In my un-asked for opinion, I think that polymer they use for their bypass valves is pretty durable. Just like the Uponor poly fittings. It's very unlikely to leak. I think it's fine in a wall with an access panel. But that's me.


----------



## 760GWS (Mar 16, 2015)

From the Installation &Operating Instructions:

Valve Operation

If there is no hot water
at the faucet or there
appears to be too much
hot water on the cold
water side the following
steps will determine if
the valve is operating
correctly:

1. Close the cold water
angle stop valve below
the sink.

2. Open the cold water
faucet.

3. Water should slowly
flow from the faucet
until hot water reaches
the valve. The flow
should gradually decrease to a trickle of
water until no water is
coming from the faucet.

Looks like water flow "should" come to a complete halt eventually in a new unit without debris. But in the first paragraph of the document it also states:

NOTE: Please understand this is not an anti-scald device. You may have some warm water in your cold water line under the sink where the valve is installed. Once the cold water line is opened, the warm water will dissipate in a very short time.

I'd probably just advise the customer, this device eventually fails in hard water so it needs to be changed every 3~5years. Needs accessibility.


----------



## chonkie (Jul 31, 2014)

Best Darn Sewer said:


> All this is news to me. I never knew the Grundfos comfort system bypass had a thermal control valve. Even when I've spoken with tech support in the past they just said its a simple check valve. Are y'all sure its thermally controlled? Being the timer on the unit controls the pump why would it be thermally controlled?










BOBBYTUCSON said:


> im with b d s on this one , are yall sure ? it cannot be a thermostatically ''controlled'' device. simple check v that does its thing based on imbalance of power or draw


That's what I originally thought too until CTs2p2 posted. Testing the part I removed in cold and hot water did make it change without a doubt.


----------



## PLUMBER_BILL (Oct 23, 2009)

Best Darn Sewer said:


> All this is news to me. I never knew the Grundfos comfort system bypass had a thermal control valve. Even when I've spoken with tech support in the past they just said its a simple check valve. Are y'all sure its thermally controlled? Being the timer on the unit controls the pump why would it be thermally controlled?


*
The timer on the pump is to turn it on lets say 6:45 A.M. and then turn if off lets say 9:39 A.M. Pump can be turned on and off according to life style. Control valve shuts off when hot water detected at faucet.*


----------



## ZL700 (Dec 8, 2009)

Its a wax filled thermostatic valve in the crossover manifold that closes at approximently 104 degrees Fahrenheit. The pump is a low head (5') that is just large enough for a standard hot water tank and is small enough and designed to deadhead when the valve is closed. The valve reopens as the ambient air at the fixture cools the body. 

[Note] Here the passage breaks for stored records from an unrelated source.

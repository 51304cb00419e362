use axum::{
    Json,
    extract::rejection::JsonRejection,
    http::StatusCode,
    response::{IntoResponse, Response},
};
use serde_json::json;

#[derive(Debug, thiserror::Error)]
pub enum AppError {
    #[error("Authentication required")]
    AuthRequired,
    #[error("Invalid email or password")]
    InvalidCredentials,
    #[error("{0}")]
    Forbidden(String),
    #[error("{0}")]
    RegistrationClosed(String),
    #[error("{0}")]
    Validation(String),
    #[error("{0}")]
    Conflict(String),
    #[error("{0}")]
    NotFound(String),
    #[error("database error: {0}")]
    Database(#[from] sqlx::Error),
    #[error("internal error: {0}")]
    Internal(String),
}

impl AppError {
    pub fn validation(msg: impl Into<String>) -> Self {
        AppError::Validation(msg.into())
    }

    pub fn forbidden(msg: impl Into<String>) -> Self {
        AppError::Forbidden(msg.into())
    }

    pub fn not_found(msg: impl Into<String>) -> Self {
        AppError::NotFound(msg.into())
    }

    pub fn conflict(msg: impl Into<String>) -> Self {
        AppError::Conflict(msg.into())
    }

    pub fn status(&self) -> StatusCode {
        match self {
            AppError::AuthRequired | AppError::InvalidCredentials => StatusCode::UNAUTHORIZED,
            AppError::Forbidden(_) | AppError::RegistrationClosed(_) => StatusCode::FORBIDDEN,
            AppError::Validation(_) | AppError::Conflict(_) => StatusCode::BAD_REQUEST,
            AppError::NotFound(_) => StatusCode::NOT_FOUND,
            AppError::Database(_) | AppError::Internal(_) => StatusCode::INTERNAL_SERVER_ERROR,
        }
    }
}

impl IntoResponse for AppError {
    fn into_response(self) -> Response {
        let status = self.status();
        let message = if status.is_server_error() {
            tracing::error!(error = %self, "unhandled error");
            "Internal server error".to_string()
        } else {
            self.to_string()
        };
        (status, Json(json!({ "error": message }))).into_response()
    }
}

impl From<JsonRejection> for AppError {
    fn from(rejection: JsonRejection) -> Self {
        AppError::Validation(rejection.body_text())
    }
}

/// True when the store rejected a statement because a table or column the
/// query names does not exist yet.
pub fn is_missing_schema(err: &sqlx::Error) -> bool {
    match err {
        sqlx::Error::Database(db_err) => {
            let msg = db_err.message();
            msg.contains("no such column")
                || msg.contains("no such table")
                || msg.contains("has no column named")
        }
        sqlx::Error::ColumnNotFound(_) => true,
        _ => false,
    }
}

pub fn is_unique_violation(err: &sqlx::Error) -> bool {
    matches!(err, sqlx::Error::Database(db_err) if db_err.is_unique_violation())
}

#[cfg(test)]
mod tests {
    use super::*;

    #[test]
    fn status_mapping_follows_error_category() {
        assert_eq!(AppError::AuthRequired.status(), StatusCode::UNAUTHORIZED);
        assert_eq!(AppError::forbidden("no").status(), StatusCode::FORBIDDEN);
        assert_eq!(
            AppError::RegistrationClosed("closed".into()).status(),
            StatusCode::FORBIDDEN
        );
        assert_eq!(AppError::conflict("dup").status(), StatusCode::BAD_REQUEST);
        assert_eq!(AppError::validation("bad").status(), StatusCode::BAD_REQUEST);
        assert_eq!(AppError::not_found("gone").status(), StatusCode::NOT_FOUND);
        assert_eq!(
            AppError::Internal("boom".into()).status(),
            StatusCode::INTERNAL_SERVER_ERROR
        );
    }

    #[tokio::test]
    async fn server_errors_hide_details() {
        let response = AppError::Internal("secret detail".into()).into_response();
        assert_eq!(response.status(), StatusCode::INTERNAL_SERVER_ERROR);
        let body = axum::body::to_bytes(response.into_body(), usize::MAX)
            .await
            .unwrap();
        let value: serde_json::Value = serde_json::from_slice(&body).unwrap();
        assert_eq!(value["error"], "Internal server error");
    }

    #[tokio::test]
    async fn client_errors_carry_message() {
        let response = AppError::validation("Phone is required").into_response();
        let body = axum::body::to_bytes(response.into_body(), usize::MAX)
            .await
            .unwrap();
        let value: serde_json::Value = serde_json::from_slice(&body).unwrap();
        assert_eq!(value["error"], "Phone is required");
    }
}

Thus the nickname "comfort system" 

Its meant to circulate an acceptable warm temperature to a faucet for hand washing. So not to be confused with a true recirculation system that circulates stored or heated domestic temperatures.


----------



## Best Darn Sewer (Dec 23, 2012)

ZL700 said:


> Its a wax filled thermostatic valve in the crossover manifold that closes at approximently 104 degrees Fahrenheit. The pump is a low head (5') that is just large enough for a standard hot water tank and is small enough and designed to deadhead when the valve is closed. The valve reopens as the ambient air at the fixture cools the body.
> 
> Thus the nickname "comfort system"
> 
> Its meant to circulate an acceptable warm temperature to a faucet for hand washing. So not to be confused with a true recirculation system that circulates stored or heated domestic temperatures.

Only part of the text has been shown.